Using the records below, filter for lines that contain the string "Result" and copy them out.

__Data__.
──────

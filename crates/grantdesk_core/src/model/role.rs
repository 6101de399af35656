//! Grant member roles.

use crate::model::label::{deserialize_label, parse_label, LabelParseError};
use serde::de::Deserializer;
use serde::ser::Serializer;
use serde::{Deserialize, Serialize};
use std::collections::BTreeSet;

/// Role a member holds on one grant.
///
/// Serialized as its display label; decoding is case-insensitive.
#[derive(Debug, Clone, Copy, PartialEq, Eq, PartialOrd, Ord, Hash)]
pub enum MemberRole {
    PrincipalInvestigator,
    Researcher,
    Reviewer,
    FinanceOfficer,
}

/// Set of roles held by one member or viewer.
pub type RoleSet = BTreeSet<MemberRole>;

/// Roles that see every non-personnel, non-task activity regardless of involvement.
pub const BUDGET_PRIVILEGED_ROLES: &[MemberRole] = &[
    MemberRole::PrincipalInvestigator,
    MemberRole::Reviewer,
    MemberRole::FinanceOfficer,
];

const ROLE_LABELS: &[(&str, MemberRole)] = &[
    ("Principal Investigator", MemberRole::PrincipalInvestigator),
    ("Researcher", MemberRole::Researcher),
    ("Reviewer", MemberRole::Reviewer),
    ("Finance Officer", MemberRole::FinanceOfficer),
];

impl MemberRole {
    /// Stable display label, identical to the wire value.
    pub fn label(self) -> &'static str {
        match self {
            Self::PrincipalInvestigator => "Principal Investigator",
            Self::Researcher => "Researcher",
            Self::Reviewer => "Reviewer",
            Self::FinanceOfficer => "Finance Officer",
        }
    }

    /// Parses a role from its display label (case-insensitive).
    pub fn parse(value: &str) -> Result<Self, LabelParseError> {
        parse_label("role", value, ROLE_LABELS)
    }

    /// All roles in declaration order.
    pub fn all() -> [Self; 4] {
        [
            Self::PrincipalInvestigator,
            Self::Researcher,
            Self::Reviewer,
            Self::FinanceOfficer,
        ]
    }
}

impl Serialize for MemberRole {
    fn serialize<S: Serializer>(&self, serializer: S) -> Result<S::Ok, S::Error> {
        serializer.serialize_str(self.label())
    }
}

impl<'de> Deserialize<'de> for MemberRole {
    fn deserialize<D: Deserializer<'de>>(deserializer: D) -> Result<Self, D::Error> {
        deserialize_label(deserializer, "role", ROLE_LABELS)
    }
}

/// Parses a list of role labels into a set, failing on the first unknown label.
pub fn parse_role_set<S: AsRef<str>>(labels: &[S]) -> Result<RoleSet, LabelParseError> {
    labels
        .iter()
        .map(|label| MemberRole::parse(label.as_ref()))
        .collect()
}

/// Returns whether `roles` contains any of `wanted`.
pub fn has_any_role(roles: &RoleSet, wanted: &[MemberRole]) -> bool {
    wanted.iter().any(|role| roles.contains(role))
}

──────

__Answer to this task__.
    pub fn parse(value: &str) -> Result<Self, LabelParseError> {
    fn serialize<S: Serializer>(&self, serializer: S) -> Result<S::Ok, S::Error> {
    fn deserialize<D: Deserializer<'de>>(deserializer: D) -> Result<Self, D::Error> {
pub fn parse_role_set<S: AsRef<str>>(labels: &[S]) -> Result<RoleSet, LabelParseError> {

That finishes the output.